--- START ---

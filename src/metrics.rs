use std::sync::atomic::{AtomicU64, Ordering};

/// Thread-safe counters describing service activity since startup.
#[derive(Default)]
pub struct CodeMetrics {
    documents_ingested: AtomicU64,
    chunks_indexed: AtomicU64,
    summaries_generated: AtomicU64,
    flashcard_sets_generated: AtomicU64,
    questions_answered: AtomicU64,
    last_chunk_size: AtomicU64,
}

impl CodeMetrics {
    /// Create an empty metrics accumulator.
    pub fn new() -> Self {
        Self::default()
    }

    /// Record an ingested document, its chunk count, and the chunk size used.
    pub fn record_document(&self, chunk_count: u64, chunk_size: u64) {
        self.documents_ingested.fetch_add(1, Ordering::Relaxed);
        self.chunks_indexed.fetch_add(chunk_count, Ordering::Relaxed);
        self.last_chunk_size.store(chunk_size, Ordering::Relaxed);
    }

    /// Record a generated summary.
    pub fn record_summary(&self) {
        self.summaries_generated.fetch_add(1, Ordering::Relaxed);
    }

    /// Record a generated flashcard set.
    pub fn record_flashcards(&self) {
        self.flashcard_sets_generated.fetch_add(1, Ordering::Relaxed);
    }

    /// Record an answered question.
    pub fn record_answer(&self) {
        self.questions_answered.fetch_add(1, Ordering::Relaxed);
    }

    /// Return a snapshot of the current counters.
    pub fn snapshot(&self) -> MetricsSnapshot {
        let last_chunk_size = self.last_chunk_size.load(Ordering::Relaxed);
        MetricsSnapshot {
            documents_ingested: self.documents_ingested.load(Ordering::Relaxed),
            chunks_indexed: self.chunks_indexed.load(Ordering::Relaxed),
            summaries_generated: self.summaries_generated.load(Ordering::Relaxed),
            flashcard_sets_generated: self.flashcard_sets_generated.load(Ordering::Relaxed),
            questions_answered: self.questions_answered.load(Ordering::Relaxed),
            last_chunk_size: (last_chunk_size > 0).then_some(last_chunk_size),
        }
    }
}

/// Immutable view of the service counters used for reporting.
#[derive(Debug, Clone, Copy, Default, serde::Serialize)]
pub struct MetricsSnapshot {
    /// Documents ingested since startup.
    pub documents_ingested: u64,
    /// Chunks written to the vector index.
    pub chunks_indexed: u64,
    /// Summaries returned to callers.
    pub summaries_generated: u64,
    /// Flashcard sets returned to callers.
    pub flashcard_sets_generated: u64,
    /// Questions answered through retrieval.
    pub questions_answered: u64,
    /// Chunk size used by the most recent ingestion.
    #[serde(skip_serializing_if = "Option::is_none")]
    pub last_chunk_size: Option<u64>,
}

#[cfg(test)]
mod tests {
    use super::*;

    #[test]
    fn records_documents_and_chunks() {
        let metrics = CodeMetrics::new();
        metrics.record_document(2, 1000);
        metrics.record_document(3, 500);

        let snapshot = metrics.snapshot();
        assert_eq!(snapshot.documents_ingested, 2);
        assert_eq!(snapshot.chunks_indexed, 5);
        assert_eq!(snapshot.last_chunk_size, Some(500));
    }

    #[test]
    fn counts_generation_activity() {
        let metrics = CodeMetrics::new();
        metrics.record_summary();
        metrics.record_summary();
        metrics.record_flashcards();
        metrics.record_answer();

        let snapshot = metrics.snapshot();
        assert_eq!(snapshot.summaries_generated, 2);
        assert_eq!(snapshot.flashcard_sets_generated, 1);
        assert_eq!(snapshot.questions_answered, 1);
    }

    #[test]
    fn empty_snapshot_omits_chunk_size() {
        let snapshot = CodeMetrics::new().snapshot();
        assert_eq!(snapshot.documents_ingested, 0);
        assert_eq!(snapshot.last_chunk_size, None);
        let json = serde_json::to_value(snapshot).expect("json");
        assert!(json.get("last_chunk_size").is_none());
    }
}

--- END ---
--- START ---

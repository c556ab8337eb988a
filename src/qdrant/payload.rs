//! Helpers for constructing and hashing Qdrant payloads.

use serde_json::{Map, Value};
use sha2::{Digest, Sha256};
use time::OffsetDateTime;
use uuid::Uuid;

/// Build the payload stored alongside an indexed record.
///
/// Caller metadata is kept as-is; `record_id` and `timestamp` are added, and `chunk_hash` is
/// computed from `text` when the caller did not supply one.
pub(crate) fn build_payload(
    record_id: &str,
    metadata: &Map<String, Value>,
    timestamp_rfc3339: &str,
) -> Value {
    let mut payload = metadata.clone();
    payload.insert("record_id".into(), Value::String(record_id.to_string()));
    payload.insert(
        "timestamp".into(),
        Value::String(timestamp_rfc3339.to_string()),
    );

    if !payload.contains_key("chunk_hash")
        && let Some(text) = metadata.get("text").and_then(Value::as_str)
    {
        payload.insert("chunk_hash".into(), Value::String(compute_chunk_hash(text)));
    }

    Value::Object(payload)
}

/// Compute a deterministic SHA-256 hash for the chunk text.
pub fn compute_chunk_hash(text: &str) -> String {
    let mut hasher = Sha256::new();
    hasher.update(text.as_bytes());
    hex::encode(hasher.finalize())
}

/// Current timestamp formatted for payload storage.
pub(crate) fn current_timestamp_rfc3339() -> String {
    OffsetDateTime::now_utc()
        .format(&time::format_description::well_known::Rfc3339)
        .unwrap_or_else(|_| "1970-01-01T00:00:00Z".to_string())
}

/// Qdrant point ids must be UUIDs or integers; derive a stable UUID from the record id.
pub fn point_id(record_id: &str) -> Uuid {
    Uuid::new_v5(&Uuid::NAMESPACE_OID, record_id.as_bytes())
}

--- END ---

__Exercise goal__:
The word "since" may occur in lines of the records. Report how many such lines there are, giving only the number.

__Written reply__:
2